The ripe figs are placed in trays on the cart Don pulls with him, and these are placed in a cool room ready for sale. The gorgeous figs are sold at Flemington Markets each week. They are called Dmouna Natural Products, which is a mixture of Don and his late wife's names.
And it seems the figs are getting a name for themselves. "Fig jam very popular," he said. "There is a lot of nutrition in figs."
"It is a time consuming job, but it is very enjoyable," he said.
Don used to be a builder, and he said in some ways, growing figs is like building.
"You get to stand back at the end of the day and see what you achieved. There's always something to do, every hour and every day."

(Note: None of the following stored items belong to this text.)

use axum::{
    extract::{Path, Query, State},
    response::IntoResponse,
    routing::get,
    Router,
};
use chrono::{DateTime, Utc};
use rust_decimal::Decimal;
use serde::{Deserialize, Serialize};
use utoipa::ToSchema;
use uuid::Uuid;

use crate::entities::product;
use crate::errors::ServiceError;
use crate::handlers::common::success_response;
use crate::services::pricing::normalize_image;
use crate::{AppState, ListQuery};

pub fn routes() -> Router<AppState> {
    Router::new()
        .route("/", get(list_products))
        .route("/:id", get(get_product))
}

#[derive(Debug, Serialize, Deserialize, ToSchema)]
pub struct ProductResponse {
    pub id: Uuid,
    pub name: String,
    pub description: String,
    pub price: Decimal,
    pub offer_price: Option<Decimal>,
    /// Normalized from the legacy image column; always a parseable URL or null
    pub image_url: Option<String>,
    pub category: Option<String>,
    pub created_at: DateTime<Utc>,
}

impl From<product::Model> for ProductResponse {
    fn from(model: product::Model) -> Self {
        let image_url = normalize_image(model.image.as_ref()).map(|url| url.to_string());
        Self {
            id: model.id,
            name: model.name,
            description: model.description,
            price: model.price,
            offer_price: model.offer_price,
            image_url,
            category: model.category,
            created_at: model.created_at,
        }
    }
}

#[derive(Debug, Serialize, ToSchema)]
pub struct ProductPayload {
    pub product: ProductResponse,
}

#[derive(Debug, Serialize, ToSchema)]
pub struct ProductListPayload {
    pub products: Vec<ProductResponse>,
    pub total: u64,
    pub page: u64,
    pub limit: u64,
}

/// Browse the catalog (global read, no auth required)
#[utoipa::path(
    get,
    path = "/api/v1/products",
    params(
        ("page" = Option<u64>, Query, description = "1-based page number"),
        ("limit" = Option<u64>, Query, description = "Page size")
    ),
    responses(
        (status = 200, description = "One page of products", body = ProductListPayload)
    ),
    tag = "Products"
)]
pub async fn list_products(
    State(state): State<AppState>,
    Query(query): Query<ListQuery>,
) -> Result<impl IntoResponse, ServiceError> {
    let page = state
        .services
        .catalog
        .list_products(query.page, query.limit)
        .await?;

    Ok(success_response(ProductListPayload {
        products: page.products.into_iter().map(Into::into).collect(),
        total: page.total,
        page: page.page,
        limit: page.limit,
    }))
}

/// Fetch a single product
#[utoipa::path(
    get,
    path = "/api/v1/products/{id}",
    params(("id" = Uuid, Path, description = "Product id")),
    responses(
        (status = 200, description = "The product", body = ProductPayload),
        (status = 404, description = "Unknown product", body = crate::errors::ErrorResponse)
    ),
    tag = "Products"
)]
pub async fn get_product(
    State(state): State<AppState>,
    Path(id): Path<Uuid>,
) -> Result<impl IntoResponse, ServiceError> {
    let product = state.services.catalog.get_product(id).await?;
    Ok(success_response(ProductPayload {
        product: product.into(),
    }))
}
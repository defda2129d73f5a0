use chrono::{DateTime, Utc};
use rust_decimal::Decimal;
use sea_orm::entity::prelude::*;
use serde::{Deserialize, Serialize};
use uuid::Uuid;

/// Catalog product. Checkout logic only reads this table; ownership of the
/// catalog lives elsewhere.
#[derive(Clone, Debug, PartialEq, Eq, DeriveEntityModel, Serialize, Deserialize)]
#[sea_orm(table_name = "products")]
pub struct Model {
    #[sea_orm(primary_key, auto_increment = false)]
    pub id: Uuid,
    pub name: String,
    #[sea_orm(column_type = "Text")]
    pub description: String,
    pub price: Decimal,
    #[sea_orm(nullable)]
    pub offer_price: Option<Decimal>,
    /// Legacy field: may hold a plain URL string, a JSON-encoded string, an
    /// array of URLs or an object with a `url`/`src` key. Normalized once at
    /// order materialization, never per call site.
    #[sea_orm(column_type = "Json", nullable)]
    pub image: Option<Json>,
    #[sea_orm(nullable)]
    pub category: Option<String>,
    pub created_at: DateTime<Utc>,
}

#[derive(Copy, Clone, Debug, EnumIter, DeriveRelation)]
pub enum Relation {}

impl ActiveModelBehavior for ActiveModel {}

impl Model {
    /// Authoritative unit price: the discounted price when present, the list
    /// price otherwise.
    pub fn unit_price(&self) -> Decimal {
        self.offer_price.unwrap_or(self.price)
    }
}
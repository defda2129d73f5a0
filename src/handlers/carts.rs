use axum::{extract::State, response::IntoResponse, routing::put, Json, Router};
use serde::{Deserialize, Serialize};
use utoipa::ToSchema;

use crate::auth::AuthUser;
use crate::errors::ServiceError;
use crate::handlers::common::success_response;
use crate::services::pricing::CartLine;
use crate::AppState;

pub fn routes() -> Router<AppState> {
    Router::new().route("/", put(save_cart).get(get_cart))
}

#[derive(Debug, Deserialize, ToSchema)]
pub struct SaveCartRequest {
    pub items: Vec<CartLine>,
}

#[derive(Debug, Serialize, ToSchema)]
pub struct CartPayload {
    pub items: Vec<CartLine>,
}

/// Replace the principal's saved cart snapshot
#[utoipa::path(
    put,
    path = "/api/v1/cart",
    request_body = SaveCartRequest,
    responses(
        (status = 200, description = "Sanitized snapshot as stored", body = CartPayload),
        (status = 401, description = "Unauthenticated", body = crate::errors::ErrorResponse)
    ),
    security(("bearer_auth" = [])),
    tag = "Cart"
)]
pub async fn save_cart(
    State(state): State<AppState>,
    user: AuthUser,
    Json(payload): Json<SaveCartRequest>,
) -> Result<impl IntoResponse, ServiceError> {
    let items = state
        .services
        .carts
        .save_cart(&user.user_id, payload.items)
        .await?;

    Ok(success_response(CartPayload { items }))
}

/// Return the principal's saved cart snapshot
#[utoipa::path(
    get,
    path = "/api/v1/cart",
    responses(
        (status = 200, description = "Stored snapshot, empty if never saved", body = CartPayload),
        (status = 401, description = "Unauthenticated", body = crate::errors::ErrorResponse)
    ),
    security(("bearer_auth" = [])),
    tag = "Cart"
)]
pub async fn get_cart(
    State(state): State<AppState>,
    user: AuthUser,
) -> Result<impl IntoResponse, ServiceError> {
    let items = state.services.carts.get_cart(&user.user_id).await?;
    Ok(success_response(CartPayload { items }))
}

Don's solar system is out of this world
For Don Hallit, figs are a big part of everyday life.
And he says having solar power has made it possible.
Don, who grows black genoa figs in the Dooralong valley, near Wyong on the Central Coast, relies on solar power for every aspect of his operation.
He says because of the isolation of his block of land, solar was a much better option than trying to get electricity connected.
And his figs require very specific conditions in his 1100-square-metre greenhouse all year round in order to flourish.
The figs trees are planted in bags and grow along wires, much like a grape vine.
Don said the trees are kept 'around head height' for ease of picking.
"That way you don't have to climb anything," he said.
And everything is solar powered, from the cool room to the irrigation system.
His system is very impressive, with 46 310-watt panels lining the roof of his shed.
The figs are watered every 20 minutes for two minutes.
The irrigation system relies on rain water, which is collected off the roof and deposited into five large tanks.
Don said the ideal temperature in the greenhouse is above 30 degrees, but if it gets hotter, a misting system kicks in to cool the trees.
The trees are also fertilised via an automated system.
Don has recently had his solar system replaced by Simon Duff and his team from Towards Tomorrow Energy.
His system is a 14.26 kilowatt solar array off-grid system, which was tailor designed by Simon to suit Don's specific needs.
During the day, the pumping and irrigation loads are supplied directly from the solar array.
While at night, the power is provided by the 40 kilowatt-hour battery storage system.
Another advantage of his system is he can remotely monitor it from anywhere in the world, so it alerts him via text if there is a problem.
Don said the solar power has made it possible for him to grow his figs in a remote area.
"Now with Simon's work, it is amazing. What a difference that man makes," he said.
"The solar is amazing. I wouldn't be able to afford the power."